이제 데이터베이스에서 객체를 만들고 데이터를 로드해야 합니다. 가상의 Cymbal Store 데이터를 사용합니다. 데이터는 공개 Google 스토리지 버킷에서 CSV 형식으로 제공됩니다.

먼저 데이터베이스에 필요한 모든 객체를 만들어야 합니다. 이를 위해 이미 익숙한 gcloud sql connect 및 gcloud storage 명령어를 사용하여 스키마 객체를 다운로드하고 데이터베이스로 가져옵니다.

클라우드 셸에서 다음을 실행하고 인스턴스를 만들 때 기록해 둔 비밀번호를 제공합니다.

gcloud storage cat gs://cloud-training/gcc/gcc-tech-004/cymbal_demo_schema.sql |gcloud sql connect my-cloudsql-instance --database quickstart_db --user=postgres

이전 명령어에서 정확히 무엇을 했나요? 데이터베이스에 연결하고 다운로드한 SQL 코드를 실행하여 테이블, 색인, 시퀀스를 만들었습니다.

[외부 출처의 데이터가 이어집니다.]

//! Bounded retry for transient upstream failures
//!
//! Retry lives at the collaborator boundary: [`RetryingClientSource`] and
//! [`RetryingRecordStore`] wrap the real collaborators so the diff logic
//! never sees a transient error it could have outlived. Only reads are
//! retried. Mutations are passed through once; the reconciler isolates their
//! failures instead.

use crate::error::Result;
use crate::traits::{ClientRecord, ClientSource, DnsRecordStore, Network, RecordSet};
use async_trait::async_trait;
use rand::Rng;
use std::future::Future;
use std::net::IpAddr;
use std::time::Duration;
use tracing::{debug, error, warn};

/// Backoff multiplier between attempts
const BACKOFF_MULTIPLIER: f64 = 2.0;

/// Jitter applied to each delay (±10%)
const RANDOMIZATION_FACTOR: f64 = 0.1;

/// How often and how patiently to retry
#[derive(Debug, Clone, PartialEq)]
pub struct RetryPolicy {
    /// Total attempts including the first one
    pub max_attempts: u32,
    /// Delay before the first retry
    pub initial_backoff: Duration,
    /// Upper bound for any single delay, `Retry-After` included
    pub max_backoff: Duration,
    /// Growth factor between delays
    pub multiplier: f64,
    /// Relative jitter, 0.0 disables it
    pub jitter: f64,
}

impl RetryPolicy {
    /// Create a policy with the default multiplier and jitter
    pub fn new(max_attempts: u32, initial_backoff: Duration, max_backoff: Duration) -> Self {
        Self {
            max_attempts: max_attempts.max(1),
            initial_backoff,
            max_backoff,
            multiplier: BACKOFF_MULTIPLIER,
            jitter: RANDOMIZATION_FACTOR,
        }
    }

    /// A policy that never retries
    pub fn no_retry() -> Self {
        Self::new(1, Duration::ZERO, Duration::ZERO)
    }

    /// Disable jitter (deterministic delays)
    pub fn without_jitter(mut self) -> Self {
        self.jitter = 0.0;
        self
    }

    /// Start a backoff sequence for one operation
    pub fn backoff(&self) -> ExponentialBackoff {
        ExponentialBackoff {
            current_interval: self.initial_backoff,
            max_interval: self.max_backoff,
            multiplier: self.multiplier,
            randomization_factor: self.jitter,
        }
    }
}

/// Exponential backoff with randomized jitter
#[derive(Debug, Clone)]
pub struct ExponentialBackoff {
    current_interval: Duration,
    max_interval: Duration,
    multiplier: f64,
    randomization_factor: f64,
}

impl ExponentialBackoff {
    /// Next delay, then grow the interval up to the cap
    pub fn next_backoff(&mut self) -> Duration {
        let interval = self.current_interval.min(self.max_interval);
        let jittered = self.apply_jitter(interval);

        let next = interval.as_secs_f64() * self.multiplier;
        self.current_interval = Duration::from_secs_f64(next).min(self.max_interval);

        jittered
    }

    fn apply_jitter(&self, interval: Duration) -> Duration {
        if self.randomization_factor == 0.0 || interval.is_zero() {
            return interval;
        }

        let secs = interval.as_secs_f64();
        let delta = secs * self.randomization_factor;

        let mut rng = rand::thread_rng();
        let jittered = rng.gen_range((secs - delta)..=(secs + delta));

        Duration::from_secs_f64(jittered.max(0.0))
    }
}

/// Run `operation` until it succeeds, fails permanently or runs out of attempts
///
/// Only errors for which [`crate::Error::is_transient`] holds are retried. A
/// `Retry-After` hint replaces the computed delay, capped at
/// `policy.max_backoff`.
pub async fn retry_transient<T, F, Fut>(
    policy: &RetryPolicy,
    operation_name: &str,
    mut operation: F,
) -> Result<T>
where
    F: FnMut() -> Fut,
    Fut: Future<Output = Result<T>>,
{
    let mut backoff = policy.backoff();
    let mut attempt = 0;

    loop {
        attempt += 1;

        match operation().await {
            Ok(value) => {
                if attempt > 1 {
                    debug!(operation = operation_name, attempt, "Succeeded after retries");
                }
                return Ok(value);
            }
            Err(e) if !e.is_transient() => return Err(e),
            Err(e) if attempt >= policy.max_attempts => {
                error!(
                    operation = operation_name,
                    attempt,
                    error = %e,
                    "Retries exhausted, giving up"
                );
                return Err(e);
            }
            Err(e) => {
                let computed = backoff.next_backoff();
                let delay = e
                    .retry_after()
                    .map(|hint| hint.min(policy.max_backoff))
                    .unwrap_or(computed);
                warn!(
                    operation = operation_name,
                    attempt,
                    max_attempts = policy.max_attempts,
                    retry_in = ?delay,
                    error = %e,
                    "Transient upstream error, will retry"
                );
                tokio::time::sleep(delay).await;
            }
        }
    }
}

/// [`ClientSource`] decorator retrying both reads
pub struct RetryingClientSource {
    inner: Box<dyn ClientSource>,
    policy: RetryPolicy,
}

impl RetryingClientSource {
    /// Wrap a source
    pub fn new(inner: Box<dyn ClientSource>, policy: RetryPolicy) -> Self {
        Self { inner, policy }
    }
}

#[async_trait]
impl ClientSource for RetryingClientSource {
    async fn list_networks(&self, org_id: &str) -> Result<Vec<Network>> {
        retry_transient(&self.policy, "list_networks", || {
            self.inner.list_networks(org_id)
        })
        .await
    }

    async fn list_clients(&self, network_id: &str, timespan_secs: u64) -> Result<Vec<ClientRecord>> {
        retry_transient(&self.policy, "list_clients", || {
            self.inner.list_clients(network_id, timespan_secs)
        })
        .await
    }

    fn source_name(&self) -> &'static str {
        self.inner.source_name()
    }
}

/// [`DnsRecordStore`] decorator retrying `list_records`
pub struct RetryingRecordStore {
    inner: Box<dyn DnsRecordStore>,
    policy: RetryPolicy,
}

impl RetryingRecordStore {
    /// Wrap a store
    pub fn new(inner: Box<dyn DnsRecordStore>, policy: RetryPolicy) -> Self {
        Self { inner, policy }
    }
}

#[async_trait]
impl DnsRecordStore for RetryingRecordStore {
    async fn list_records(&self) -> Result<RecordSet> {
        retry_transient(&self.policy, "list_records", || self.inner.list_records()).await
    }

    async fn add_record(&self, domain: &str, ip: IpAddr) -> Result<()> {
        self.inner.add_record(domain, ip).await
    }

    async fn delete_record(&self, domain: &str, ip: IpAddr) -> Result<()> {
        self.inner.delete_record(domain, ip).await
    }

    fn store_name(&self) -> &'static str {
        self.inner.store_name()
    }
}
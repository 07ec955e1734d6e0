//! Desired-state builder
//!
//! Maps eligible clients onto fully-qualified domain names. The result is a
//! function FQDN → IP: when two clients normalize to the same name, the one
//! that comes later in iteration order wins and the overwrite is recorded as
//! a [`Collision`].

use crate::eligibility::EligibleClient;
use crate::traits::RecordSet;
use serde::Serialize;
use std::collections::BTreeMap;
use std::net::{IpAddr, Ipv4Addr};
use tracing::warn;

/// Two eligible clients mapped to the same domain
#[derive(Debug, Clone, PartialEq, Eq, Serialize)]
pub struct Collision {
    /// Contested domain
    pub domain: String,
    /// Client that owns the record after the build
    pub kept_client_id: String,
    /// Address the record resolves to
    pub kept_ip: Ipv4Addr,
    /// Client that lost the domain
    pub displaced_client_id: String,
    /// Address of the losing client
    pub displaced_ip: Ipv4Addr,
}

/// Target DNS state for one pass
#[derive(Debug, Clone, Default)]
pub struct DesiredState {
    records: RecordSet,
    owners: BTreeMap<String, EligibleClient>,
    collisions: Vec<Collision>,
}

impl DesiredState {
    /// Domain → IP mapping to reconcile against
    pub fn records(&self) -> &RecordSet {
        &self.records
    }

    /// Client that owns a domain
    pub fn owner(&self, domain: &str) -> Option<&EligibleClient> {
        self.owners.get(domain)
    }

    /// Owned domains with their clients, ordered by domain
    pub fn owners(&self) -> impl Iterator<Item = (&String, &EligibleClient)> {
        self.owners.iter()
    }

    /// Overwrites that happened during the build
    pub fn collisions(&self) -> &[Collision] {
        &self.collisions
    }

    /// Number of desired records
    pub fn len(&self) -> usize {
        self.records.len()
    }

    /// Whether no record is desired
    pub fn is_empty(&self) -> bool {
        self.records.is_empty()
    }
}

/// Build the fully-qualified domain name for a canonical hostname
///
/// The suffix is appended verbatim; it is operator-supplied and expected to
/// start with `.`. [`SyncSession`](crate::SyncSession) lowercases it first.
pub fn fqdn(hostname: &str, suffix: &str) -> String {
    format!("{}{}", hostname, suffix)
}

/// Build the desired state from eligible clients
///
/// # Parameters
///
/// - `eligible`: Clients in iteration order (later entries win collisions)
/// - `suffix`: Managed hostname suffix, e.g. ".lan"
pub fn build(eligible: &[EligibleClient], suffix: &str) -> DesiredState {
    let mut state = DesiredState::default();

    for client in eligible {
        let domain = fqdn(&client.hostname, suffix);

        if let Some(previous) = state.owners.insert(domain.clone(), client.clone()) {
            warn!(
                domain = %domain,
                kept_client = %client.id,
                kept_ip = %client.ip,
                displaced_client = %previous.id,
                displaced_ip = %previous.ip,
                "Hostname collision, later client wins"
            );
            state.collisions.push(Collision {
                domain: domain.clone(),
                kept_client_id: client.id.clone(),
                kept_ip: client.ip,
                displaced_client_id: previous.id,
                displaced_ip: previous.ip,
            });
        }

        state.records.insert(domain, IpAddr::V4(client.ip));
    }

    state
}
//! Current-state snapshot
//!
//! Point-in-time read of the records this tool owns. Every pass performs a
//! full read; nothing is cached between passes.

use crate::error::Result;
use crate::traits::{DnsRecordStore, RecordSet};
use tracing::debug;

/// Whether a domain falls under the managed suffix
///
/// Comparison is case-insensitive. The bare suffix itself is not a managed
/// name.
pub fn is_managed(domain: &str, suffix: &str) -> bool {
    if suffix.is_empty() || domain.len() <= suffix.len() {
        return false;
    }
    let tail = domain.len() - suffix.len();
    domain.is_char_boundary(tail) && domain[tail..].eq_ignore_ascii_case(suffix)
}

/// Restrict a record set to managed domains
pub fn scope_to_suffix(records: RecordSet, suffix: &str) -> RecordSet {
    records
        .into_iter()
        .filter(|(domain, _)| is_managed(domain, suffix))
        .collect()
}

/// Read the managed records from the store
pub async fn capture(store: &dyn DnsRecordStore, suffix: &str) -> Result<RecordSet> {
    let all = store.list_records().await?;
    let total = all.len();
    let managed = scope_to_suffix(all, suffix);

    debug!(
        store = store.store_name(),
        total,
        managed = managed.len(),
        suffix,
        "Captured current DNS state"
    );

    Ok(managed)
}
//! Published pass results
//!
//! The session publishes one immutable [`PublishedState`] at the end of each
//! pass. Readers load it through [`StatePublisher::latest`] without locking
//! and never see a half-updated value.

use crate::desired::Collision;
use crate::eligibility::EligibleClient;
use crate::outcome::SyncOutcome;
use crate::traits::RecordSet;
use arc_swap::ArcSwap;
use serde::Serialize;
use std::collections::VecDeque;
use std::net::IpAddr;
use std::sync::Arc;

/// An eligible client with a record pointing at its address
#[derive(Debug, Clone, PartialEq, Eq, Serialize)]
pub struct MappedDevice {
    /// Upstream client identifier
    pub client_id: String,
    /// Name the hostname was derived from
    pub client_name: String,
    /// Domain resolving to the client
    pub domain: String,
    /// Client address
    pub ip: IpAddr,
}

/// Everything a pass saw and produced
#[derive(Debug, Clone, Serialize)]
pub struct SyncSnapshot {
    /// Summary of the pass
    pub outcome: SyncOutcome,
    /// Records the pass aimed for
    pub desired: RecordSet,
    /// Managed records before any mutation
    pub current_before: RecordSet,
    /// Clients that passed the eligibility filter
    pub eligible: Vec<EligibleClient>,
    /// Eligible clients with a matching record after the pass
    pub mapped: Vec<MappedDevice>,
    /// Eligible clients left without a record
    pub unsynced: Vec<EligibleClient>,
    /// Domain collisions resolved during the build
    pub collisions: Vec<Collision>,
}

impl SyncSnapshot {
    /// Pair eligible clients with the records that resolve to their address
    ///
    /// A client with several records at its address is listed once per
    /// domain. A client with none ends up in `unsynced`.
    pub fn map_devices(
        eligible: &[EligibleClient],
        records: &RecordSet,
    ) -> (Vec<MappedDevice>, Vec<EligibleClient>) {
        let mut mapped = Vec::new();
        let mut unsynced = Vec::new();

        for client in eligible {
            let ip = IpAddr::V4(client.ip);
            let before = mapped.len();
            for (domain, record_ip) in records {
                if *record_ip == ip {
                    mapped.push(MappedDevice {
                        client_id: client.id.clone(),
                        client_name: client.name.clone(),
                        domain: domain.clone(),
                        ip,
                    });
                }
            }
            if mapped.len() == before {
                unsynced.push(client.clone());
            }
        }

        (mapped, unsynced)
    }
}

/// Bounded, oldest-first list of recent outcomes
#[derive(Debug, Clone, Serialize)]
pub struct OutcomeHistory {
    capacity: usize,
    entries: VecDeque<SyncOutcome>,
}

impl OutcomeHistory {
    /// Create an empty history holding at most `capacity` outcomes
    pub fn new(capacity: usize) -> Self {
        let capacity = capacity.max(1);
        Self {
            capacity,
            entries: VecDeque::with_capacity(capacity),
        }
    }

    /// Append an outcome, evicting the oldest when full
    pub fn push(&mut self, outcome: SyncOutcome) {
        if self.entries.len() == self.capacity {
            self.entries.pop_front();
        }
        self.entries.push_back(outcome);
    }

    /// Outcomes, oldest first
    pub fn iter(&self) -> impl Iterator<Item = &SyncOutcome> {
        self.entries.iter()
    }

    /// Number of stored outcomes
    pub fn len(&self) -> usize {
        self.entries.len()
    }

    /// Whether nothing was recorded yet
    pub fn is_empty(&self) -> bool {
        self.entries.is_empty()
    }

    /// Maximum number of stored outcomes
    pub fn capacity(&self) -> usize {
        self.capacity
    }
}

/// The value readers observe
#[derive(Debug, Clone, Serialize)]
pub struct PublishedState {
    /// Outcome of the most recent pass, aborted ones included
    pub last_outcome: Option<SyncOutcome>,
    /// Snapshot of the most recent completed pass
    pub last_snapshot: Option<Arc<SyncSnapshot>>,
    /// Recent outcomes
    pub history: OutcomeHistory,
}

/// Copy-on-publish holder for [`PublishedState`]
pub struct StatePublisher {
    current: ArcSwap<PublishedState>,
}

impl StatePublisher {
    /// Create a publisher with an empty history of the given capacity
    pub fn new(history_capacity: usize) -> Self {
        Self {
            current: ArcSwap::from_pointee(PublishedState {
                last_outcome: None,
                last_snapshot: None,
                history: OutcomeHistory::new(history_capacity),
            }),
        }
    }

    /// Publish a completed pass
    pub fn publish(&self, snapshot: SyncSnapshot) {
        let snapshot = Arc::new(snapshot);
        self.current.rcu(|state| {
            let mut next = PublishedState::clone(state);
            next.last_outcome = Some(snapshot.outcome.clone());
            next.history.push(snapshot.outcome.clone());
            next.last_snapshot = Some(Arc::clone(&snapshot));
            next
        });
    }

    /// Publish a pass that stopped before reconciling
    ///
    /// The previous snapshot stays visible.
    pub fn record_abort(&self, outcome: SyncOutcome) {
        self.current.rcu(|state| {
            let mut next = PublishedState::clone(state);
            next.last_outcome = Some(outcome.clone());
            next.history.push(outcome.clone());
            next
        });
    }

    /// Latest published state
    pub fn latest(&self) -> Arc<PublishedState> {
        self.current.load_full()
    }
}

impl Default for StatePublisher {
    fn default() -> Self {
        Self::new(crate::config::EngineConfig::default().history_capacity)
    }
}
//! Minimal embedding example for mpsync-core
//!
//! The application supplies its own client source and record store, runs a
//! pass directly, then drives further passes through a scheduler handle.

use mpsync_core::traits::{ClientRecord, ClientSource, DnsRecordStore, Network, RecordSet};
use mpsync_core::{ClientSourceConfig, DnsStoreConfig, Result, SyncConfig, SyncScheduler, SyncSession};
use std::net::IpAddr;
use std::sync::{Arc, Mutex};
use std::time::Duration;

/// Inventory kept by the application itself
struct InventorySource {
    clients: Arc<Mutex<Vec<ClientRecord>>>,
}

#[async_trait::async_trait]
impl ClientSource for InventorySource {
    async fn list_networks(&self, _org_id: &str) -> Result<Vec<Network>> {
        Ok(vec![Network::new("lab", "Lab")])
    }

    async fn list_clients(&self, _network_id: &str, _timespan_secs: u64) -> Result<Vec<ClientRecord>> {
        Ok(self.clients.lock().unwrap().clone())
    }

    fn source_name(&self) -> &'static str {
        "inventory"
    }
}

/// Record store printing every mutation
#[derive(Default)]
struct PrintingStore {
    records: Mutex<RecordSet>,
}

#[async_trait::async_trait]
impl DnsRecordStore for PrintingStore {
    async fn list_records(&self) -> Result<RecordSet> {
        Ok(self.records.lock().unwrap().clone())
    }

    async fn add_record(&self, domain: &str, ip: IpAddr) -> Result<()> {
        println!("[Embedded] add {} -> {}", domain, ip);
        self.records.lock().unwrap().insert(domain.to_string(), ip);
        Ok(())
    }

    async fn delete_record(&self, domain: &str, ip: IpAddr) -> Result<()> {
        println!("[Embedded] delete {} -> {}", domain, ip);
        self.records.lock().unwrap().remove(domain);
        Ok(())
    }

    fn store_name(&self) -> &'static str {
        "printing"
    }
}

#[tokio::main]
async fn main() -> Result<()> {
    println!("=== Embedded mpsync-core Example ===\n");

    let clients = Arc::new(Mutex::new(vec![
        ClientRecord::new("c1")
            .with_description("Lab Printer")
            .with_reserved_ip("10.0.0.2"),
        ClientRecord::new("c2")
            .with_hostname_hint("build-box")
            .with_reserved_ip("10.0.0.3"),
        ClientRecord::new("c3")
            .with_description("Laptop")
            .with_observed_ip("10.0.0.99"),
    ]));

    let source = InventorySource {
        clients: Arc::clone(&clients),
    };
    let store = PrintingStore::default();
    store
        .records
        .lock()
        .unwrap()
        .insert("router.home".to_string(), IpAddr::from([10, 0, 0, 1]));

    // The collaborator configs are only validated; the session uses the
    // instances passed in.
    let config = SyncConfig::new(
        ClientSourceConfig::Custom {
            factory: "inventory".to_string(),
            config: serde_json::json!({}),
        },
        DnsStoreConfig::Custom {
            factory: "printing".to_string(),
            config: serde_json::json!({}),
        },
        "embedded",
        ".lab",
    );

    println!("1. Running a pass directly...");
    let session = Arc::new(SyncSession::new(Box::new(source), Box::new(store), &config)?);
    let outcome = session.run().await;
    println!(
        "   added={} updated={} deleted={} unchanged={}\n",
        outcome.added, outcome.updated, outcome.deleted, outcome.unchanged
    );

    println!("2. Moving the printer and triggering a pass...");
    clients.lock().unwrap()[0] = ClientRecord::new("c1")
        .with_description("Lab Printer")
        .with_reserved_ip("10.0.0.20");

    let scheduler = SyncScheduler::new(Arc::clone(&session), Duration::from_secs(3600));
    let handle = scheduler.handle();
    let outcome = handle.trigger()?.await.map_err(|e| mpsync_core::Error::Other(e.to_string()))?;
    println!("   updated={} failed={}\n", outcome.updated, outcome.failed);

    println!("3. Published mappings:");
    if let Some(snapshot) = handle.state().last_snapshot.as_ref() {
        for device in &snapshot.mapped {
            println!("   {} ({}) -> {}", device.domain, device.client_name, device.ip);
        }
        for client in &snapshot.unsynced {
            println!("   unsynced: {:?}", client);
        }
    }

    println!("\n=== Embedding Successful ===");
    println!("Key Points:");
    println!("- Passes are run by the application, no daemon involved");
    println!("- Records outside the suffix (router.home) are never touched");
    println!("- Laptop has no fixed IP and is skipped");

    Ok(())
}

다음 단계는 데이터를 로드하는 것입니다. 이를 위해 Google Cloud Storage에서 CSV 파일을 다운로드해야 합니다.

gcloud storage cp gs://cloud-training/gcc/gcc-tech-004/cymbal_products.csv .
gcloud storage cp gs://cloud-training/gcc/gcc-tech-004/cymbal_inventory.csv .
gcloud storage cp gs://cloud-training/gcc/gcc-tech-004/cymbal_stores.csv .

그런 다음 데이터베이스에 연결해야 합니다.

gcloud sql connect my-cloudsql-instance --database quickstart_db --user=postgres

CSV 파일에서 데이터를 가져옵니다.

\copy cymbal_products from 'cymbal_products.csv' csv header

\copy cymbal_inventory from 'cymbal_inventory.csv' csv header

\copy cymbal_stores from 'cymbal_stores.csv' csv header

자체 데이터가 있고 CSV 파일이 Cloud 콘솔에서 제공되는 Cloud SQL 가져오기 도구와 호환되는 경우 명령줄 접근 방식 대신 이 도구를 사용할 수 있습니다.

7. 임베딩 만들기

다음 단계는 Google Vertex AI의 textembedding-004 모델을 사용하여 제품 설명의 임베딩을 빌드하고 벡터 데이터로 저장하는 것입니다.

종료했거나 이전 세션이 연결 해제된 경우 데이터베이스에 연결합니다.

gcloud sql connect my-cloudsql-instance --database quickstart_db --user=postgres

임베딩 함수를 사용하여 cymbal_products 테이블에 가상 열 embedding을 만듭니다. 이 명령어는 'product_description' 열을 기반으로 생성된 임베딩이 포함된 벡터를 저장하는 가상 열 'embedding'을 만듭니다. 또한 테이블의 모든 기존 행에 대한 임베딩을 만듭니다. 모델은 삽입 함수의 첫 번째 매개변수로 정의되고 소스 데이터는 두 번째 매개변수로 정의됩니다.

ALTER TABLE cymbal_products ADD COLUMN embedding vector(768) GENERATED ALWAYS AS (embedding('text-embedding-005',product_description)) STORED;

시간이 다소 걸릴 수 있지만 900~1,000개의 행의 경우 5분을 넘지 않으며 일반적으로 훨씬 빠릅니다.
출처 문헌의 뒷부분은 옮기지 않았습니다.